Assignment:
Filter the entries and keep only the lines where the string "SecureTokenManager" appears.

Extracted records
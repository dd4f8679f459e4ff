//! NuGet Publisher CLI
//!
//! Publishes NuGet packages whose version is not yet in the registry

use anyhow::{Context, Result};
use clap::Parser;
use nuget_publisher::core::workflow::{self, GithubOutput};
use nuget_publisher::core::{
    ActionConfig, ConfigLoadOptions, ConfigLoader, ConfigOverrides, PublishError,
};
use nuget_publisher::orchestration::{BatchPublisher, Collaborators};
use nuget_publisher::plugins::{DotnetCli, GitTagger};
use nuget_publisher::registry::{RegistryIndexClient, RegistryKind};
use nuget_publisher::security::{SafeCommandExecutor, SecureTokenManager};
use secrecy::{ExposeSecret, SecretString};
use std::path::PathBuf;
use std::process;
use std::sync::Arc;
use tracing::info;
use tracing_subscriber::EnvFilter;

/// Publish NuGet packages when their version changes
///
/// Every option falls back to `INPUT_<NAME>` and then `<NAME>` in the
/// environment.
#[derive(Parser)]
#[command(name = "nuget-publisher")]
#[command(version)]
#[command(about = "Publish NuGet packages when their version changes", long_about = None)]
struct Cli {
    /// Directory containing the packed .nupkg files
    #[arg(long)]
    package_path: Option<String>,

    /// Project file path or glob
    #[arg(long = "project-file-path")]
    project_file: Option<String>,

    /// Version file path or glob (defaults to the project file)
    #[arg(long = "version-file-path")]
    version_file: Option<String>,

    /// Regex capturing the version
    #[arg(long)]
    version_regex: Option<String>,

    /// Regex capturing the packable flag
    #[arg(long)]
    packable_regex: Option<String>,

    /// Use this version instead of extracting one
    #[arg(long)]
    version_static: Option<String>,

    /// Package name (defaults to the project file name)
    #[arg(long)]
    package_name: Option<String>,

    /// Tag the commit on publish (true|false)
    #[arg(long)]
    tag_commit: Option<String>,

    /// Tag template; `*` is replaced by the version
    #[arg(long)]
    tag_format: Option<String>,

    /// Registry user for GitHub Packages
    #[arg(long)]
    github_user: Option<String>,

    /// NuGet source URL
    #[arg(long)]
    nuget_source: Option<String>,

    /// Fail when the version already exists (true|false)
    #[arg(long = "throw-error-if-version-exists")]
    fail_if_exists: Option<String>,

    /// Only classify; never push or tag
    #[arg(long)]
    dry_run: bool,

    /// Parallel registry tasks
    #[arg(long)]
    max_concurrency: Option<usize>,

    /// Directory relative paths resolve against
    #[arg(long)]
    working_dir: Option<PathBuf>,
}

impl Cli {
    fn into_overrides(self) -> ConfigOverrides {
        ConfigOverrides {
            package_path: self.package_path,
            project_file: self.project_file,
            version_file: self.version_file,
            version_regex: self.version_regex,
            packable_regex: self.packable_regex,
            version_static: self.version_static,
            package_name: self.package_name,
            tag_commit: self.tag_commit,
            tag_format: self.tag_format,
            github_user: self.github_user,
            // Keys only come from the environment
            nuget_key: None,
            nuget_source: self.nuget_source,
            fail_if_exists: self.fail_if_exists,
            dry_run: self.dry_run.then(|| "true".to_string()),
            max_concurrency: self.max_concurrency.map(|n| n.to_string()),
            working_dir: self.working_dir.map(|p| p.display().to_string()),
        }
    }
}

#[tokio::main]
async fn main() {
    init_logging();

    if let Err(e) = run().await {
        workflow::error(&format!("{:#}", e));
        if let Some(publish_error) = e.downcast_ref::<PublishError>() {
            info!(code = publish_error.code(), "suggested actions:");
            for action in publish_error.suggested_actions() {
                info!("  - {}", action);
            }
        }
        process::exit(1);
    }
}

fn init_logging() {
    let filter = EnvFilter::try_from_default_env().unwrap_or_else(|_| EnvFilter::new("info"));
    tracing_subscriber::fmt()
        .with_env_filter(filter)
        .with_ansi(false)
        .with_target(false)
        .with_writer(std::io::stdout)
        .init();
}

async fn run() -> Result<()> {
    let cli = Cli::parse();
    let cwd = std::env::current_dir().context("failed to read current directory")?;

    let config = ConfigLoader::load(ConfigLoadOptions {
        working_dir: cwd,
        cli_args: Some(cli.into_overrides()),
        env: std::env::vars().collect(),
    })?;

    let credentials = Arc::new(token_manager(&config));
    let executor = Arc::new(SafeCommandExecutor::new(
        &config.working_dir,
        Arc::clone(&credentials),
    )?);
    let dotnet = Arc::new(DotnetCli::new(
        Arc::clone(&executor),
        Arc::clone(&credentials),
    ));

    if !config.dry_run {
        let kind = RegistryKind::detect(&config.nuget_source);
        dotnet.setup_source(kind, &config.nuget_source).await?;
    }

    let collaborators = Collaborators {
        registry: Arc::new(RegistryIndexClient::new(
            config.nuget_source.clone(),
            Arc::clone(&credentials),
        )?),
        pusher: dotnet,
        tagger: Arc::new(GitTagger::new(executor)),
        outputs: Arc::new(GithubOutput::from_env()),
        credentials,
    };

    BatchPublisher::new(&config, collaborators)?.run().await?;
    Ok(())
}

fn token_manager(config: &ActionConfig) -> SecureTokenManager {
    SecureTokenManager::new(
        config.github_user.clone(),
        config
            .nuget_key
            .as_ref()
            .map(|key| SecretString::new(key.expose_secret().into())),
    )
}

Task solution:
use nuget_publisher::security::{SafeCommandExecutor, SecureTokenManager};
fn token_manager(config: &ActionConfig) -> SecureTokenManager {
    SecureTokenManager::new(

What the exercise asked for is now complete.